### Exercise description
A verbatim reproduction of the lines below, from the line containing "config to defaults" through the line containing "filename crates/neonflow-core/src/storage/mod.rs", both ends included, is the whole required output.

### Provided records

•••

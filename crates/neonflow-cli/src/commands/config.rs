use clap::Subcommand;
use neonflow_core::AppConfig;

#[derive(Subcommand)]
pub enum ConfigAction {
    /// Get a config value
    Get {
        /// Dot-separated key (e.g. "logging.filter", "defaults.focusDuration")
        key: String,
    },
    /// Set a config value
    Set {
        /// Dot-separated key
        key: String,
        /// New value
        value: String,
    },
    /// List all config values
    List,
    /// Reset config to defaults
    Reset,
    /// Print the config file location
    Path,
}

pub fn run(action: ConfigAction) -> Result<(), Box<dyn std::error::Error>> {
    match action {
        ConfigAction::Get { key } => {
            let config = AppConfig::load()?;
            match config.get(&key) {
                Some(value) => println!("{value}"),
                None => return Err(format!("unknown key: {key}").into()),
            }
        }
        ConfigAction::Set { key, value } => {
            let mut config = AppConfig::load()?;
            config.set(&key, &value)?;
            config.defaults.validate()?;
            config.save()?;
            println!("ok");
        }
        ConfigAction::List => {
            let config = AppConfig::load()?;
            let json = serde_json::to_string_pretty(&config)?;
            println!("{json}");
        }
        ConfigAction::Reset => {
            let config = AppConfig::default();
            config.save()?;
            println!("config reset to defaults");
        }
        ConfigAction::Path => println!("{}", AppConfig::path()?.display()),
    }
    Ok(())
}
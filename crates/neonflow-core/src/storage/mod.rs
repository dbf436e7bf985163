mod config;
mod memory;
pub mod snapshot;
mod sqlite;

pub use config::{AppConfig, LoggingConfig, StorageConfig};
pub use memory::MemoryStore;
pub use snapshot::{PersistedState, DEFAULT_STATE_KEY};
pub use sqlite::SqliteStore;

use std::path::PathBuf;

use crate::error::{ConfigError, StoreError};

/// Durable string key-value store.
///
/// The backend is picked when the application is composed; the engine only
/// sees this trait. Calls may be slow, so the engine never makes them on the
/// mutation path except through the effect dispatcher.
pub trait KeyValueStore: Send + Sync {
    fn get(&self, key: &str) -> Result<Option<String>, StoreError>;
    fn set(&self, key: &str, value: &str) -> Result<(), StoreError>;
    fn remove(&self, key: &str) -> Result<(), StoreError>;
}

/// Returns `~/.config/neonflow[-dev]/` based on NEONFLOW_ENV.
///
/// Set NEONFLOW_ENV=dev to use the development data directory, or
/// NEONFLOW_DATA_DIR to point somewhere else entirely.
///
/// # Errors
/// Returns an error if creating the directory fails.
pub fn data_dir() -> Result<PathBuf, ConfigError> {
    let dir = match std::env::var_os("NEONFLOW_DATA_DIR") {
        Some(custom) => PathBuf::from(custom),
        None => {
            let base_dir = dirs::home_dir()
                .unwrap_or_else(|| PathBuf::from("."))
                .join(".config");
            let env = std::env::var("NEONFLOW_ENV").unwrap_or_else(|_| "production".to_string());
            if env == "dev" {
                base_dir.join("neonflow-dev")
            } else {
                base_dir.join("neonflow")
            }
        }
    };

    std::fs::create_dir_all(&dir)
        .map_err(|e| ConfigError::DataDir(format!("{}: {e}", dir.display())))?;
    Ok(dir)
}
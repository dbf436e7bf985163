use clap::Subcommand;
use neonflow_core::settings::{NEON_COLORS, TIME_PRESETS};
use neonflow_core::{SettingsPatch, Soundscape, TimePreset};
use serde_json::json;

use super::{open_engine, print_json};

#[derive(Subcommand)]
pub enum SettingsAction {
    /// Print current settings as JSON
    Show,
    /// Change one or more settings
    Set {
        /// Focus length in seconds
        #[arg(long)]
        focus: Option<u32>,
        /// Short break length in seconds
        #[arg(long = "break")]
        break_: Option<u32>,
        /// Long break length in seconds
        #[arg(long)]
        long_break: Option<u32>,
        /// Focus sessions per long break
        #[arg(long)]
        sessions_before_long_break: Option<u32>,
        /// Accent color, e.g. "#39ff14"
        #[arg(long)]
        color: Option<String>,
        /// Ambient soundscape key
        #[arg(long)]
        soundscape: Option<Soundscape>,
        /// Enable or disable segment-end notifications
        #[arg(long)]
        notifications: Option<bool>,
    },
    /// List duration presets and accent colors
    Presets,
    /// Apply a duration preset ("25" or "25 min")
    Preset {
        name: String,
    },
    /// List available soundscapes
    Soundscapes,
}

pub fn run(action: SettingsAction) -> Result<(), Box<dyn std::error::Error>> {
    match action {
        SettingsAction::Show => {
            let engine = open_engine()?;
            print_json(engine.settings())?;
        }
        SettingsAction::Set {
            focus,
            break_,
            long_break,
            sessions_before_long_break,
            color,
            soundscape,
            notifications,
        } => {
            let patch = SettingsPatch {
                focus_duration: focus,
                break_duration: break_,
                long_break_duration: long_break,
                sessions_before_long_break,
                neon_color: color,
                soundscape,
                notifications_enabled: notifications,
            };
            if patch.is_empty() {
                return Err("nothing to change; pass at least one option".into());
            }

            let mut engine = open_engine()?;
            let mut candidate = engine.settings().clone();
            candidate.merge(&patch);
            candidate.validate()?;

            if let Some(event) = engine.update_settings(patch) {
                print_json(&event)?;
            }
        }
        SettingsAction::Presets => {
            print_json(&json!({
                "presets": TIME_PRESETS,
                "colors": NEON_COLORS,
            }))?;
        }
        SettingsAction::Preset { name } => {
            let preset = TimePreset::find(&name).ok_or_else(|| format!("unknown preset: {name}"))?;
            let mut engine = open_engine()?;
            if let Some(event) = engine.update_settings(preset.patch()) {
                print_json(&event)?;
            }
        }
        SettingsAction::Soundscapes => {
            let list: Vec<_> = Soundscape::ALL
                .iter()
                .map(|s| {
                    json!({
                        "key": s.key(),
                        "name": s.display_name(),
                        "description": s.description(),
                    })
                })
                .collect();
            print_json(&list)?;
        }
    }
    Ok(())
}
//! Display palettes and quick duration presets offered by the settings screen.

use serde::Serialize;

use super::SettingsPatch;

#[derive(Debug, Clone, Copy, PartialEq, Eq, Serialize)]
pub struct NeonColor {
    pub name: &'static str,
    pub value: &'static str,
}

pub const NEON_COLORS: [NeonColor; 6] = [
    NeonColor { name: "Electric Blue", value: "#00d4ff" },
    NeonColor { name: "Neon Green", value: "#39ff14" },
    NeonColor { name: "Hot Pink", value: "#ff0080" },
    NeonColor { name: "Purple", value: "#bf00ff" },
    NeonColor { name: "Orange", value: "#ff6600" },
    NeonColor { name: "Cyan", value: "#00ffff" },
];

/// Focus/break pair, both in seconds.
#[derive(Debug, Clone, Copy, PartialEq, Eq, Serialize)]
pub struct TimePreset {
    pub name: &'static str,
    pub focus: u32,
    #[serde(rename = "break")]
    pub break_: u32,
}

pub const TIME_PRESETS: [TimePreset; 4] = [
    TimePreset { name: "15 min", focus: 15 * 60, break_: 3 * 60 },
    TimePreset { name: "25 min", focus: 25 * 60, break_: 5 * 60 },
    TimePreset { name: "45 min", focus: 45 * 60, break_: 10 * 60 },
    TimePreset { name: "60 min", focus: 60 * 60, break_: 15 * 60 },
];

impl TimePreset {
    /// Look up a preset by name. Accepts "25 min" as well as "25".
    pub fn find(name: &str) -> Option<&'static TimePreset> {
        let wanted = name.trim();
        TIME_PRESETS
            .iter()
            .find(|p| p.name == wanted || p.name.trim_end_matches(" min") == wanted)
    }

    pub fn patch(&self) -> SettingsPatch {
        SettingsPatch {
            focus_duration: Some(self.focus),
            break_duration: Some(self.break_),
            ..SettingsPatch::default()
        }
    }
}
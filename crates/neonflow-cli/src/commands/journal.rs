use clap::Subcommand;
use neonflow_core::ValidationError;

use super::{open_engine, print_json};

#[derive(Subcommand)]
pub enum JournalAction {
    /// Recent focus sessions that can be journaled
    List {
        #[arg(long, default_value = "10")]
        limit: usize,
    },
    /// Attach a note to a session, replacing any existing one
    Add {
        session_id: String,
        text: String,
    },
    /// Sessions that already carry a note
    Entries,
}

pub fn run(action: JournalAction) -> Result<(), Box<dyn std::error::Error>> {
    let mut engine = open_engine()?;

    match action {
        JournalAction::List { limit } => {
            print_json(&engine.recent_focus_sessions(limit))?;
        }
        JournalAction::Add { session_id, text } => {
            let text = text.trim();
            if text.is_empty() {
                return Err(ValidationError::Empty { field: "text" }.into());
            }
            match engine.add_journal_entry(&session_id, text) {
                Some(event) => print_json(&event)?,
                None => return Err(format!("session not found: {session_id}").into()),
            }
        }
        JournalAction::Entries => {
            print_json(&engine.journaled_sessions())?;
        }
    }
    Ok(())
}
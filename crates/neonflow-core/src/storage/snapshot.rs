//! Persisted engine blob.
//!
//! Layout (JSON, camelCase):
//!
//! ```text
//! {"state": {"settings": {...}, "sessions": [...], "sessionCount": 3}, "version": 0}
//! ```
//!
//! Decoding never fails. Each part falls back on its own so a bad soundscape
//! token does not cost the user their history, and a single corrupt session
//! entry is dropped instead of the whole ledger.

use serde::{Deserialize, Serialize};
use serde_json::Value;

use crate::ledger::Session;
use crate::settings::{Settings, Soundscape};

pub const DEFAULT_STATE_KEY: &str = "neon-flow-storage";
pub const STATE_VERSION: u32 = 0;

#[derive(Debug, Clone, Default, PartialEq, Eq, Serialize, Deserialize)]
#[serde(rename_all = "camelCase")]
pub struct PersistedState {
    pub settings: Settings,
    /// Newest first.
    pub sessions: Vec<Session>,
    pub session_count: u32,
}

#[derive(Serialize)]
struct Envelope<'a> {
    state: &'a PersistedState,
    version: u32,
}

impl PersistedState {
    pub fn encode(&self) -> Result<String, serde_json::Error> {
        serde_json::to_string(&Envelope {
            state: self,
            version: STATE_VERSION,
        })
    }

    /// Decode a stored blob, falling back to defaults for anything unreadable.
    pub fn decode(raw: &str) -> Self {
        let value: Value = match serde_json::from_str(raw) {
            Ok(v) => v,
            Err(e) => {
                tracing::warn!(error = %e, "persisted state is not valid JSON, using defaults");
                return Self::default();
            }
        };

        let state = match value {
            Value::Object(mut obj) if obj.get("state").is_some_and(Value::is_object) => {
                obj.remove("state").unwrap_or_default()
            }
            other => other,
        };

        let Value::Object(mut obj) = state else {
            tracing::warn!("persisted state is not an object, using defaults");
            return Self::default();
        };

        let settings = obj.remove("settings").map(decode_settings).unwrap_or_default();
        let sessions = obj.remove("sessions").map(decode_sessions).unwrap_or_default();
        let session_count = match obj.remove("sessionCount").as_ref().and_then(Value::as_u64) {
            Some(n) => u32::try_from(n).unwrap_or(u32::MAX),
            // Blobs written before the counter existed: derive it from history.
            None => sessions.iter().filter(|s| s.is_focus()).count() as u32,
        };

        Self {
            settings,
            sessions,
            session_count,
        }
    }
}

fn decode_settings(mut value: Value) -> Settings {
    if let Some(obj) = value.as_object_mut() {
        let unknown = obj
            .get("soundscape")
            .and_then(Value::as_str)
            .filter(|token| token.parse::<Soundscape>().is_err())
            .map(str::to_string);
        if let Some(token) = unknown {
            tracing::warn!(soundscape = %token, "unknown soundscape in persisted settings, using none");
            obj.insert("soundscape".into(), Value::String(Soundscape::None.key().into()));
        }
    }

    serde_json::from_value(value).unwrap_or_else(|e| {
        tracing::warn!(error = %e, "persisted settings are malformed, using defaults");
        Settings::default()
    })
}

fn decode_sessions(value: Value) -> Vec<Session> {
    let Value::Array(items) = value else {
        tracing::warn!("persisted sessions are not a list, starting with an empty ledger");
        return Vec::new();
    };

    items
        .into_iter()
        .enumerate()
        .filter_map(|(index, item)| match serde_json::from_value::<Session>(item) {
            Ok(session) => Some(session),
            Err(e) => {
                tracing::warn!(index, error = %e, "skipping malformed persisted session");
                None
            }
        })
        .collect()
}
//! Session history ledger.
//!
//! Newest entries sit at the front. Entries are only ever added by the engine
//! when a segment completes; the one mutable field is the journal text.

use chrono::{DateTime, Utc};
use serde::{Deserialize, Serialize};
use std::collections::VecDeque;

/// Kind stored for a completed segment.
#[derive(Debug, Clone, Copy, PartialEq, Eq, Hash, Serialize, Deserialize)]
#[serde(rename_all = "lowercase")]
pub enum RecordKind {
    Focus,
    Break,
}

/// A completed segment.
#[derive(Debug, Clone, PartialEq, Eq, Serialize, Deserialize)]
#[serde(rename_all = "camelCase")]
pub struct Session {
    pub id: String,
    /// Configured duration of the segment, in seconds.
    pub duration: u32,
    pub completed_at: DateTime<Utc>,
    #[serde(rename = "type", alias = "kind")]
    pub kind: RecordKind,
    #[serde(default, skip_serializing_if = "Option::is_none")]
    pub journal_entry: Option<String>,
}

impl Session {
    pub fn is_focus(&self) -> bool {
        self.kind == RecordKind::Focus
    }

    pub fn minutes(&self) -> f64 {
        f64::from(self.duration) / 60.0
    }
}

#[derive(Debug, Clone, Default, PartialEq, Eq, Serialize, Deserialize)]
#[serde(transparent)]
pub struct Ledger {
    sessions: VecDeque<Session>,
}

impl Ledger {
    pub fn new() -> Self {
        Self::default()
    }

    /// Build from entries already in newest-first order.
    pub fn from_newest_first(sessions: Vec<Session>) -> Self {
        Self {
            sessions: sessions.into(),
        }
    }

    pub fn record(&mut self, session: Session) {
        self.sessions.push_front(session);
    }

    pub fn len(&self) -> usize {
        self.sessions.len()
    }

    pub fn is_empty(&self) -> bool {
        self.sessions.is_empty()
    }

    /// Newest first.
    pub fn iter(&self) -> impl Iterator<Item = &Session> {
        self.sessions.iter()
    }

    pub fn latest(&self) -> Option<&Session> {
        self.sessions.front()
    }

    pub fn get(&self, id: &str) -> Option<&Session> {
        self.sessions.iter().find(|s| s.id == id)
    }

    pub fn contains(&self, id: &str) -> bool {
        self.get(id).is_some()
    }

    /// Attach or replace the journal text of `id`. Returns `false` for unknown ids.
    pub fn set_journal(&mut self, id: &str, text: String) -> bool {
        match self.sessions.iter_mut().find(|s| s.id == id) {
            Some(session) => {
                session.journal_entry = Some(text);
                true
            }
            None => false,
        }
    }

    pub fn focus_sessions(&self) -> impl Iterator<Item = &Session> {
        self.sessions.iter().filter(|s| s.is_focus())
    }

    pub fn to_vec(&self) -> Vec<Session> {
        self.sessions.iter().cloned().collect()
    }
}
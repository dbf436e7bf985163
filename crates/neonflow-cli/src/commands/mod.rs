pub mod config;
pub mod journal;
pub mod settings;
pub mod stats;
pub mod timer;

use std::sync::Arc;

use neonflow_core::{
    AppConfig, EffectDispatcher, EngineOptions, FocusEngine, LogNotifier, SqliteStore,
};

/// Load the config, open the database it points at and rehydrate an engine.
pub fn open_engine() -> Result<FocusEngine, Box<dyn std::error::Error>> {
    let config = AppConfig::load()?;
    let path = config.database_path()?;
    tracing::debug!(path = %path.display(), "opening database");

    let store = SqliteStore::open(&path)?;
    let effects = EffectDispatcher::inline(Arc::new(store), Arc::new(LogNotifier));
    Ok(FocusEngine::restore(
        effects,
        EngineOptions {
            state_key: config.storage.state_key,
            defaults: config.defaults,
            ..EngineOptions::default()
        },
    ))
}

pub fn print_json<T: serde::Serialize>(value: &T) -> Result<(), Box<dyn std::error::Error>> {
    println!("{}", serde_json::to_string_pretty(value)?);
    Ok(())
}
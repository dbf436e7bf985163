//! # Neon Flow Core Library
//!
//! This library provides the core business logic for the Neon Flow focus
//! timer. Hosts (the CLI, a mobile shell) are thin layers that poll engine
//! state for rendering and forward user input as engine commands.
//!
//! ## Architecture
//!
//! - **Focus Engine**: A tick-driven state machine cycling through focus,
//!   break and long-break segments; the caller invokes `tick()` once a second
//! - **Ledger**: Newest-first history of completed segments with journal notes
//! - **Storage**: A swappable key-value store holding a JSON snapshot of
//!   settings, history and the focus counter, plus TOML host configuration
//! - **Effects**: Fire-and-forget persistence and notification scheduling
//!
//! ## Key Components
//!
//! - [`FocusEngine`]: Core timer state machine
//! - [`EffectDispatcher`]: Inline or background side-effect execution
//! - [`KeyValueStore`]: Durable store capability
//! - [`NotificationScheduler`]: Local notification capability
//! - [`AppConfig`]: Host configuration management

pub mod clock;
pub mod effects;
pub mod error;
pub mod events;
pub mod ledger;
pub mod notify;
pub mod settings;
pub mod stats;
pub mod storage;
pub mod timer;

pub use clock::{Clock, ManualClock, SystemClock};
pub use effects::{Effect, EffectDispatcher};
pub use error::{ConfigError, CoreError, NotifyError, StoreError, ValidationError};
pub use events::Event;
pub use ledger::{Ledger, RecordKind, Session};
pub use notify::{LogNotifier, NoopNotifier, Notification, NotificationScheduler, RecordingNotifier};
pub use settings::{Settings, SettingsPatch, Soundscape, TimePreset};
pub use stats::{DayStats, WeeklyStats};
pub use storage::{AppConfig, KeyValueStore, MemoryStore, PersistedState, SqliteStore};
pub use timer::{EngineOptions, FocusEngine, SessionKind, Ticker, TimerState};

•••

### Answer space
    /// Reset config to defaults
    Reset,
    /// Print the config file location
    Path,
}

pub fn run(action: ConfigAction) -> Result<(), Box<dyn std::error::Error>> {
    match action {
        ConfigAction::Get { key } => {
            let config = AppConfig::load()?;
            match config.get(&key) {
                Some(value) => println!("{value}"),
                None => return Err(format!("unknown key: {key}").into()),
            }
        }
        ConfigAction::Set { key, value } => {
            let mut config = AppConfig::load()?;
            config.set(&key, &value)?;
            config.defaults.validate()?;
            config.save()?;
            println!("ok");
        }
        ConfigAction::List => {
            let config = AppConfig::load()?;
            let json = serde_json::to_string_pretty(&config)?;
            println!("{json}");
        }
        ConfigAction::Reset => {
            let config = AppConfig::default();
            config.save()?;
            println!("config reset to defaults");
        }
        ConfigAction::Path => println!("{}", AppConfig::path()?.display()),
    }
    Ok(())
}
filename crates/neonflow-core/src/storage/mod.rs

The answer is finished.